> [To do]
Could you restate every line of the data word for word?

◇ ◇ ◇ ◇ ◇ ◇ ◇

//! The write coordinator.

use crate::charge::Charge;
use crate::config::CoordinatorConfig;
use crate::error::{CoordinatorError, CoordinatorResult};
use crate::intent::{IntentJournal, RecoveredIntent, RecoveryOutcome, WriteIntent};
use crate::notifier::{Delivery, LogNotifier, Notifier};
use crate::op::{ReplicaWarning, WriteOp, WriteOutcome};
use midpanel_core::{
    normalize_phone, now_millis, Account, AccountPatch, Actor, DeviceId, EventId, NewAccount,
    PlanRef, ResellerId,
};
use midpanel_ledger::{LedgerStore, Window};
use midpanel_store::{MirrorStore, ResellerDirectory};
use midpanel_upstream::{UpstreamClient, UpstreamError};
use std::sync::Arc;
use tracing::{debug, error, info, warn};

/// Applies account writes across the primary endpoint and the optional
/// secondary, bills attached charges, and keeps the local mirror current.
///
/// See the crate docs for the ordering rules each operation follows.
pub struct WriteCoordinator {
    primary: Arc<dyn UpstreamClient>,
    secondary: Option<Arc<dyn UpstreamClient>>,
    config: CoordinatorConfig,
    intents: IntentJournal,
    ledger: Arc<LedgerStore>,
    mirror: Arc<MirrorStore>,
    resellers: Arc<ResellerDirectory>,
    notifier: Box<dyn Notifier>,
}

◇ ◇ ◇ ◇ ◇ ◇ ◇

> [Your response]
//! The write coordinator.

use crate::charge::Charge;
use crate::config::CoordinatorConfig;
use crate::error::{CoordinatorError, CoordinatorResult};
use crate::intent::{IntentJournal, RecoveredIntent, RecoveryOutcome, WriteIntent};
use crate::notifier::{Delivery, LogNotifier, Notifier};
use crate::op::{ReplicaWarning, WriteOp, WriteOutcome};
use midpanel_core::{
    normalize_phone, now_millis, Account, AccountPatch, Actor, DeviceId, EventId, NewAccount,
    PlanRef, ResellerId,
};
use midpanel_ledger::{LedgerStore, Window};
use midpanel_store::{MirrorStore, ResellerDirectory};
use midpanel_upstream::{UpstreamClient, UpstreamError};
use std::sync::Arc;
use tracing::{debug, error, info, warn};

/// Applies account writes across the primary endpoint and the optional
/// secondary, bills attached charges, and keeps the local mirror current.
///
/// See the crate docs for the ordering rules each operation follows.
pub struct WriteCoordinator {
    primary: Arc<dyn UpstreamClient>,
    secondary: Option<Arc<dyn UpstreamClient>>,
    config: CoordinatorConfig,
    intents: IntentJournal,
    ledger: Arc<LedgerStore>,
    mirror: Arc<MirrorStore>,
    resellers: Arc<ResellerDirectory>,
    notifier: Box<dyn Notifier>,
}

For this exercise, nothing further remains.